Data for processing:
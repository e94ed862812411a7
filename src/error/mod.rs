use axum::{
    http::StatusCode,
    response::{IntoResponse, Response},
    Json,
};
use serde::Serialize;
use thiserror::Error;

#[derive(Error, Debug)]
pub enum AppError {
    #[error("Validation error: {0}")]
    Validation(String),

    #[error("Service unavailable: {0}")]
    Unavailable(String),
}

#[derive(Serialize)]
struct ErrorResponse {
    error: ErrorBody,
}

#[derive(Serialize)]
struct ErrorBody {
    code: String,
    message: String,
}

impl AppError {
    fn parts(&self) -> (StatusCode, &'static str, &str) {
        match self {
            AppError::Validation(msg) => (StatusCode::BAD_REQUEST, "VALIDATION_ERROR", msg),
            AppError::Unavailable(msg) => (StatusCode::SERVICE_UNAVAILABLE, "UNAVAILABLE", msg),
        }
    }
}

impl IntoResponse for AppError {
    fn into_response(self) -> Response {
        let (status, code, message) = self.parts();

        if status.is_server_error() {
            tracing::warn!(
                code = %code,
                status = %status.as_u16(),
                message = %message,
                "API error"
            );
        } else {
            tracing::debug!(
                code = %code,
                status = %status.as_u16(),
                message = %message,
                "Request rejected"
            );
        }

        let body = ErrorResponse {
            error: ErrorBody {
                code: code.to_string(),
                message: message.to_string(),
            },
        };

        (status, Json(body)).into_response()
    }
}

pub type Result<T> = std::result::Result<T, AppError>;

#[cfg(test)]
mod tests {
    use super::*;

    #[test]
    fn test_status_codes() {
        let response = AppError::Validation("label is required".to_string()).into_response();
        assert_eq!(response.status(), StatusCode::BAD_REQUEST);

        let response = AppError::Unavailable("publish failed".to_string()).into_response();
        assert_eq!(response.status(), StatusCode::SERVICE_UNAVAILABLE);
    }

    #[test]
    fn test_error_codes() {
        let err = AppError::Validation("label is required".to_string());
        let (_, code, message) = err.parts();
        assert_eq!(code, "VALIDATION_ERROR");
        assert_eq!(message, "label is required");
    }
}
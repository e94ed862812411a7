//! Prometheus metrics endpoint.

use axum::{extract::State, http::StatusCode, response::IntoResponse};

use crate::metrics::{self, QueueMetrics};
use crate::server::AppState;

/// GET /metrics - Prometheus metrics endpoint
pub async fn prometheus_metrics(State(state): State<AppState>) -> impl IntoResponse {
    // Depth can change without a queue operation (e.g. file reopened)
    QueueMetrics::set_depth(state.queue.depth().await);

    match metrics::encode_metrics() {
        Ok(output) => (
            StatusCode::OK,
            [(axum::http::header::CONTENT_TYPE, "text/plain; version=0.0.4; charset=utf-8")],
            output,
        ),
        Err(e) => {
            tracing::error!(error = %e, "Failed to encode Prometheus metrics");
            (
                StatusCode::INTERNAL_SERVER_ERROR,
                [(axum::http::header::CONTENT_TYPE, "text/plain")],
                format!("Failed to encode metrics: {}", e),
            )
        }
    }
}

#[cfg(test)]
mod tests {
    use super::*;
    use crate::server::test_state;

    #[tokio::test]
    async fn test_metrics_endpoint_returns_text() {
        let response = prometheus_metrics(State(test_state())).await.into_response();
        assert_eq!(response.status(), StatusCode::OK);
        assert_eq!(
            response.headers()[axum::http::header::CONTENT_TYPE],
            "text/plain; version=0.0.4; charset=utf-8"
        );
    }
}
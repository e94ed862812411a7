//! Transport factory

use std::sync::Arc;

use crate::config::TransportConfig;

use super::memory::MemoryTransport;
use super::redis_transport::RedisTransport;
use super::Transport;

/// Create a transport based on configuration.
///
/// - `"redis"`: a `RedisTransport` for `config.url`
/// - `"memory"`: a `MemoryTransport`
///
/// An unknown kind or an unusable Redis URL falls back to memory with a
/// warning, so the device keeps queueing instead of failing to start.
pub fn create_transport(config: &TransportConfig) -> Arc<dyn Transport> {
    match config.kind.as_str() {
        "redis" => match RedisTransport::new(config) {
            Ok(transport) => {
                tracing::info!(
                    transport = "redis",
                    url = %config.url,
                    topic_prefix = %config.topic_prefix,
                    "Creating Redis transport"
                );
                Arc::new(transport)
            }
            Err(e) => {
                tracing::warn!(
                    error = %e,
                    url = %config.url,
                    "Invalid Redis transport configuration, falling back to memory"
                );
                Arc::new(MemoryTransport::new())
            }
        },
        "memory" => {
            tracing::info!(transport = "memory", "Creating memory transport");
            Arc::new(MemoryTransport::new())
        }
        other => {
            tracing::warn!(
                transport = %other,
                "Unknown transport kind, falling back to memory"
            );
            Arc::new(MemoryTransport::new())
        }
    }
}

What you should do:
Go over the data and return every line that includes the word "falling".

Exercise response:
                    "Invalid Redis transport configuration, falling back to memory"
                "Unknown transport kind, falling back to memory"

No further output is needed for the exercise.